**WHAT YOU ARE ASKED TO DO:**
Where a line of the listing below holds "frame", add it to the tally; give only the final number.

==================================================

#[test]
fn test_mining_depleted_asteroid() {
    let (mut sim, _, rock) = miner_and_rock(asteroids::ROCK);
    sim.world_mut().asteroid_mut(rock).unwrap().resources = fixed_f(0.05);

    let out = sim.tick();
    assert_eq!(out.flashes[0].text, "Asteroid resources depleted");
    assert_eq!(sim.world().asteroids().get(rock).unwrap().resources, fixed_f(0.05));
}

#[test]
fn test_mining_with_full_hold() {
    let (mut sim, miner, _) = miner_and_rock(asteroids::ROCK);
    sim.world_mut().unit_mut(miner).unwrap().cargo = fixed(10);

    let out = sim.tick();
    assert_eq!(out.flashes[0].text, "Cargo hold full");
    assert_eq!(unit(&sim, miner).cargo, fixed(10));
}

#[test]
fn test_mining_out_of_range_is_silent() {
    let mut sim = empty_simulation();
    let miner = spawn(&mut sim, units::CORVETTE, 0, 0, 0);
    let rock = sim.spawn_asteroid(asteroids::ROCK, pos(100, 0)).unwrap();
    sim.set_fire_intent(miner, 4, Some(TargetRef::Asteroid(rock))).unwrap();

    let out = sim.tick();
    assert!(out.effects.is_empty());
    assert!(out.flashes.is_empty());
}

// =============================================================================
// Utility armaments
// =============================================================================

#[test]
fn test_tractor_pulls_then_releases_after_hold() {
    let mut sim = empty_simulation();
    let frigate = spawn(&mut sim, units::FRIGATE, 0, 0, 0);
    let target = spawn(&mut sim, units::CORVETTE, 1, 40, 0);
    sim.set_fire_intent(frigate, 3, Some(TargetRef::Unit(target))).unwrap();

    let out = sim.tick();
    assert_eq!(out.effects_of(EffectId::TRACTOR_BEAM).count(), 1);
    sim.clear_fire_intent(frigate, 3).unwrap();

    sim.tick();
    assert!(unit(&sim, target).velocity.x < Fixed::ZERO);
    assert_eq!(unit(&sim, frigate).slots[3].targets.as_ref().unwrap().len(), 1);

    for _ in 2..22 {
        sim.tick();
    }
    assert!(unit(&sim, frigate).slots[3].targets.as_ref().unwrap().is_empty());
}

#[test]
fn test_tractor_rejects_relatching_same_target() {
    let mut sim = empty_simulation();
    let frigate = spawn(&mut sim, units::FRIGATE, 0, 0, 0);
    let target = spawn(&mut sim, units::CORVETTE, 1, 40, 0);
    sim.set_fire_intent(frigate, 3, Some(TargetRef::Unit(target))).unwrap();

    let mut latches = 0;
    for _ in 0..12 {
        latches += sim.tick().effects_of(EffectId::TRACTOR_BEAM).count();
    }
    assert_eq!(latches, 1);
}

#[test]
fn test_cloak_disengages_when_energy_runs_out() {
    let mut sim = empty_simulation();
    let a = spawn(&mut sim, units::CORVETTE, 0, 0, 0);
    sim.equip(a, 2, armaments::CLOAK).unwrap();
    sim.set_fire_intent(a, 2, None).unwrap();
    sim.tick();
    sim.clear_fire_intent(a, 2).unwrap();
    sim.world_mut().unit_mut(a).unwrap().energy = fixed_f(0.5);

    let mut flash = None;
    for _ in 0..6 {
        let out = sim.tick();
        if let Some(f) = out.flashes.first() {
            assert_eq!(out.effects_of(EffectId::CLOAK_OFF).count(), 1);
            flash = Some(f.text.clone());
            break;
        }
    }

    assert_eq!(flash.as_deref(), Some("Cloak disengaged: energy depleted"));
    assert!(!unit(&sim, a).cloaked);
    assert!(!unit(&sim, a).slots[2].is_active());
}

#[test]
fn test_cloak_disrupted_by_disable() {
    let mut sim = empty_simulation();
    let a = spawn(&mut sim, units::CORVETTE, 0, 0, 0);
    sim.equip(a, 2, armaments::CLOAK).unwrap();
    sim.set_fire_intent(a, 2, None).unwrap();
    sim.tick();
    sim.clear_fire_intent(a, 2).unwrap();
    sim.world_mut().unit_mut(a).unwrap().disabled = 5;

    let out = sim.tick();
    assert_eq!(out.flashes[0].text, "Cloak disrupted");
    assert!(!unit(&sim, a).cloaked);
}

#[test]
fn test_held_cloak_intent_waits_out_the_reload() {
    let mut sim = empty_simulation();
    let a = spawn(&mut sim, units::CORVETTE, 0, 0, 0);
    sim.equip(a, 2, armaments::CLOAK).unwrap();
    sim.set_fire_intent(a, 2, None).unwrap();

    let mut on = Vec::new();
    let mut off = Vec::new();
    for _ in 0..22 {
        let out = sim.tick();
        if out.effects_of(EffectId::CLOAK_ON).count() > 0 {
            on.push(out.frame);
        }
        if out.effects_of(EffectId::CLOAK_OFF).count() > 0 {
            off.push(out.frame);
        }
        if out.frame < 10 {
            assert!(unit(&sim, a).cloaked, "cloak dropped at frame {}", out.frame);
        }
    }

    // Reload 10 gates both directions of the toggle.
    assert_eq!(on, vec![0, 20]);
    assert_eq!(off, vec![10]);
}

#[test]
fn test_disabled_unit_cannot_toggle_cloak() {
    let mut sim = empty_simulation();
    let a = spawn(&mut sim, units::CORVETTE, 0, 0, 0);
    sim.equip(a, 2, armaments::CLOAK).unwrap();
    sim.world_mut().unit_mut(a).unwrap().disabled = 3;
    sim.set_fire_intent(a, 2, None).unwrap();

    let out = sim.tick();
    assert_eq!(out.effects_of(EffectId::CLOAK_ON).count(), 0);
    assert!(!unit(&sim, a).cloaked);
    assert_eq!(unit(&sim, a).energy, fixed(10));
}

#[test]
fn test_cloak_toggle_off_is_free() {
    let mut sim = empty_simulation();
    let a = spawn(&mut sim, units::CORVETTE, 0, 0, 0);
    sim.equip(a, 2, armaments::CLOAK).unwrap();
    sim.set_fire_intent(a, 2, None).unwrap();

    for _ in 0..10 {
        sim.tick();
    }
    assert!(unit(&sim, a).cloaked);
    let before = unit(&sim, a).energy;

    let out = sim.tick();
    assert_eq!(out.frame, 10);
    assert_eq!(out.effects_of(EffectId::CLOAK_OFF).count(), 1);
    assert!(!unit(&sim, a).cloaked);
    assert_eq!(unit(&sim, a).slots[2].since_fired, 0);
    // Regen, then one tick of drain; no toggle cost.
    assert_eq!(unit(&sim, a).energy, before + fixed_f(0.05) - fixed_f(0.2));
}

#[test]
fn test_booster_pushes_for_its_duration() {
    let mut sim = empty_simulation();
    let a = spawn(&mut sim, units::CORVETTE, 0, 0, 0);
    sim.equip(a, 2, armaments::BOOSTER).unwrap();
    sim.set_fire_intent(a, 2, None).unwrap();

    let out = sim.tick();
    assert_eq!(out.effects_of(EffectId::BOOSTER).count(), 1);
    sim.clear_fire_intent(a, 2).unwrap();

    for _ in 0..8 {
        sim.tick();
    }
    let booster = unit(&sim, a);
    // Five pushes of impulse 4 on a mass-10 hull.
    assert!(booster.velocity.x > fixed_f(1.99) && booster.velocity.x < fixed_f(2.01));
    assert_eq!(booster.slots[2].ammo, Some(1));
    assert!(!booster.slots[2].is_active());
}

#[test]
fn test_booster_rejects_while_burning() {
    let mut sim = empty_simulation();
    let a = spawn(&mut sim, units::CORVETTE, 0, 0, 0);
    sim.equip(a, 2, armaments::BOOSTER).unwrap();
    sim.set_fire_intent(a, 2, None).unwrap();

    let mut ignitions = Vec::new();
    for _ in 0..8 {
        let out = sim.tick();
        if out.effects_of(EffectId::BOOSTER).count() > 0 {
            ignitions.push(out.frame);
        }
    }
    // Second charge lights once the first countdown reaches zero.
    assert_eq!(ignitions, vec![0, 5]);
    assert_eq!(unit(&sim, a).slots[2].ammo, Some(0));
}

#[test]
fn test_energy_transfer_to_ally() {
    let mut sim = empty_simulation();
    let giver = spawn(&mut sim, units::CORVETTE, 0, 0, 0);
    let ally = spawn(&mut sim, units::CORVETTE, 0, 30, 0);
    sim.equip(giver, 2, armaments::ENERGY_BEAM).unwrap();
    sim.world_mut().unit_mut(ally).unwrap().energy = fixed(5);
    sim.set_fire_intent(giver, 2, Some(TargetRef::Unit(ally))).unwrap();

    let out = sim.tick();

    assert_eq!(out.effects_of(EffectId::ENERGY_TRANSFER).count(), 1);
    assert_eq!(unit(&sim, giver).energy, fixed(10) - fixed_f(0.5) - fixed(2));
    assert_eq!(
        unit(&sim, ally).energy,
        fixed(5) + fixed_f(0.05) + fixed_f(0.5) + fixed(2)
    );
}

#[test]
fn test_energy_transfer_rejects_enemy() {
    let mut sim = empty_simulation();
    let giver = spawn(&mut sim, units::CORVETTE, 0, 0, 0);
    let enemy = spawn(&mut sim, units::CORVETTE, 1, 30, 0);
    sim.equip(giver, 2, armaments::ENERGY_BEAM).unwrap();
    sim.set_fire_intent(giver, 2, Some(TargetRef::Unit(enemy))).unwrap();

    let out = sim.tick();
    assert_eq!(out.effects_of(EffectId::ENERGY_TRANSFER).count(), 0);
    assert_eq!(unit(&sim, giver).energy, fixed(10));
}

#[test]
fn test_hull_repair_heals_for_energy() {
    let mut sim = empty_simulation();
    let frigate = spawn(&mut sim, units::FRIGATE, 0, 0, 0);
    sim.world_mut().unit_mut(frigate).unwrap().health = fixed(100);

    sim.tick();

    let repaired = unit(&sim, frigate);
    assert_eq!(repaired.health, fixed(100) + fixed_f(0.5));
    assert_eq!(repaired.energy, fixed(25) - fixed_f(0.5) * fixed_f(0.5));
}

#[test]
fn test_passive_armament_cannot_fire() {
    let mut sim = empty_simulation();
    let a = spawn(&mut sim, units::CORVETTE, 0, 0, 0);
    sim.set_fire_intent(a, 2, None).unwrap();

    let out = sim.tick();
    assert!(out.effects.is_empty());
    assert_eq!(unit(&sim, a).energy, fixed(10));
}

==================================================

**RESPONSE AREA:**
6